In this study, acute hematopoietic necroses were detected in the kidneys, which varied from cells that were individually infected. Infected cells showed characteristic basophilic intracytoplasmic inclusions identified as virus assembly sites. Another consistent and conspicuous change in infected grouper is the same as in rainbow trout and redfin perch, which is the existence of degenerated hematopoietic cells, basophilic debris, and fibrous material in the blood vessels that also Reddacliff and Whittington (1996) reported. The marked cellular inflammatory responses seen in the liver, kidney, spleen, gill, and heart could be either due to vascular endothelial damage from neighboring infected cells, a reaction to severe viremia, or cells containing centrarchid-type inclusion bodies as observed in iridoviral disease (Wolf, 1988a). When existing in melanomacrophages, these cells were fragmented, and it was possible that they were a factor in the spread of the virus within the host. The presence of these cells in different fish species with iridoviral infection suggests that they are either transitional stages in the virus assembly or represent activation of secondary hematopoietic centers. In addition, degenerative changes in the vascular endothelium as observed in the liver¸ spleen, kidney, gill, and heart, may be an indication that the virus is endotheliotropic. These findings are similar those observed following infection of fish with other ranaviruses (Cunningham et al., 1996; Jancovich et al., 1997; Bollinger et al., 1999, Gibson-Kueh et al., 2003).

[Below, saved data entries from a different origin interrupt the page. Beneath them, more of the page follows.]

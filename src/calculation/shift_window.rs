//! Shift window derivation and calendar utilities.
//!
//! The work schedule is a fixed nightly window (22:00 through 08:00 the
//! next day by default). This module derives the window anchoring any
//! instant, classifies dates as working days or rest days, and provides
//! the inclusive weekday count used to spread the semi-monthly salary.

use chrono::{Datelike, NaiveDate, NaiveDateTime, Timelike, Weekday};
use rust_decimal::Decimal;
use serde::{Deserialize, Serialize};

use crate::config::ScheduleConfig;

/// Classifies a calendar date for rate selection.
///
/// Saturday and Sunday are rest days and attract the higher rest-day
/// multipliers; Monday through Friday are ordinary working days.
#[derive(Debug, Clone, Copy, PartialEq, Eq, Hash, Serialize, Deserialize)]
#[serde(rename_all = "snake_case")]
pub enum DayKind {
    /// Monday through Friday.
    Weekday,
    /// Saturday or Sunday.
    RestDay,
}

impl std::fmt::Display for DayKind {
    fn fmt(&self, f: &mut std::fmt::Formatter<'_>) -> std::fmt::Result {
        match self {
            DayKind::Weekday => write!(f, "Weekday"),
            DayKind::RestDay => write!(f, "Rest day"),
        }
    }
}

/// Returns the [`DayKind`] for a date.
pub fn day_kind(date: NaiveDate) -> DayKind {
    match date.weekday() {
        Weekday::Sat | Weekday::Sun => DayKind::RestDay,
        _ => DayKind::Weekday,
    }
}

/// Returns `true` when the date is a Saturday or Sunday.
pub fn is_rest_day(date: NaiveDate) -> bool {
    day_kind(date) == DayKind::RestDay
}

/// Derives the shift window start anchoring an instant.
///
/// Instants at or after the scheduled end hour belong to the window
/// opening at the shift start hour of the same calendar day (which may
/// still be in the future); earlier instants belong to the window that
/// opened the previous evening. Total function, no failure mode.
///
/// # Example
///
/// ```
/// use chrono::NaiveDateTime;
/// use paywatch::calculation::shift_window_start;
/// use paywatch::config::ScheduleConfig;
/// use rust_decimal::Decimal;
///
/// let schedule = ScheduleConfig {
///     shift_start_hour: 22,
///     shift_end_hour: 8,
///     scheduled_paid_hours: Decimal::from(9),
///     unpaid_break_hours: Decimal::ONE,
///     grace_period_minutes: 15,
/// };
///
/// // 02:30 still belongs to the window that opened the evening before.
/// let night = NaiveDateTime::parse_from_str("2026-08-04 02:30:00", "%Y-%m-%d %H:%M:%S").unwrap();
/// assert_eq!(
///     shift_window_start(night, &schedule).to_string(),
///     "2026-08-03 22:00:00"
/// );
///
/// // 09:00 already anchors to the upcoming window of the same day.
/// let morning = NaiveDateTime::parse_from_str("2026-08-04 09:00:00", "%Y-%m-%d %H:%M:%S").unwrap();
/// assert_eq!(
///     shift_window_start(morning, &schedule).to_string(),
///     "2026-08-04 22:00:00"
/// );
/// ```
pub fn shift_window_start(instant: NaiveDateTime, schedule: &ScheduleConfig) -> NaiveDateTime {
    let day = if instant.hour() >= schedule.shift_end_hour {
        instant.date()
    } else {
        instant
            .date()
            .pred_opt()
            .expect("previous calendar day is representable")
    };

    day.and_hms_opt(schedule.shift_start_hour, 0, 0)
        .expect("shift start hour is validated to 0-23")
}

/// Hours elapsed between the window start and `now`, clamped at zero.
///
/// Minutes are counted with [`chrono::TimeDelta::num_minutes`] and
/// converted to decimal hours. An instant before the window start (the
/// window has not opened yet) yields zero rather than a negative value.
pub fn elapsed_hours(now: NaiveDateTime, window_start: NaiveDateTime) -> Decimal {
    let minutes = (now - window_start).num_minutes().max(0);
    Decimal::from(minutes) / Decimal::from(60)
}

/// Paid hours elapsed: elapsed time minus the unpaid break, clamped at
/// zero.
pub fn paid_elapsed_hours(
    now: NaiveDateTime,
    window_start: NaiveDateTime,
    schedule: &ScheduleConfig,
) -> Decimal {
    (elapsed_hours(now, window_start) - schedule.unpaid_break_hours).max(Decimal::ZERO)
}

/// Counts the Monday-Friday dates in the inclusive range `[start, end]`.
///
/// Used both for spreading the semi-monthly salary across a period and
/// for classifying shift dates. An inverted range counts as zero.
///
/// # Example
///
/// ```
/// use chrono::NaiveDate;
/// use paywatch::calculation::weekday_count;
///
/// // August 2026 opens on a Saturday.
/// let start = NaiveDate::from_ymd_opt(2026, 8, 1).unwrap();
/// let end = NaiveDate::from_ymd_opt(2026, 8, 15).unwrap();
/// assert_eq!(weekday_count(start, end), 10);
/// ```
pub fn weekday_count(start: NaiveDate, end: NaiveDate) -> u32 {
    if start > end {
        return 0;
    }
    start
        .iter_days()
        .take_while(|d| *d <= end)
        .filter(|d| !is_rest_day(*d))
        .count() as u32
}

In this research, basophilic and eosinophilic enlarged cells were seen in kidney, liver, and gills and it was one of the distinctive features of GIV infection. Enlarged cells have been reported in many confirmed iridovirus infections of fishes. Similar findings have been described for a number of fish iridovirus including African lampeye iridovirus (ALIV) from African lampeye, GIV from grouper (Epinephelus malabaricus), sea bass iridovirus (SBIV) from sea bass (Miyata et al., 1997), Red Sea bream iridovirus (RSIV)-like iridovirus from striped beakperch (Oplegnathus fasciatus) (Jung and Oh, 2000, Kim et al., 2002), and infectious spleen and kidney necrosis virus (ISKNV) from the mandarinfish (Siniperca chuatsi) (He et al., 2001). The presence of large cells has been reported in other unidentified fish iridoviruses or iridovirus-like infections. Previously, Bloch and Larsen (1993) reported a systemic infection in cultured turbot where the secondary lamella capillary was occluded by the virus infected cells.

Conclusion

Based on the histo-cytopathologic observations of tissue sections under light microscopy, the virus detected in this study exhibited characteristic features of grouper iridovirus GIV. Histopathological study of grouper iridovirus GIV infections is one of the methods to confirm diagnosis of the disease in fish. Interestingly, PCR detection of the viral NP confirmed the presence of the virus in infected fish that showed gross and histopathological lesions of GIV. This study has thus established the presence of GIV in Malaysian culture fish farms; however, more studies need to be conducted to know the impact of the disease in other associated fish species apart from groupers.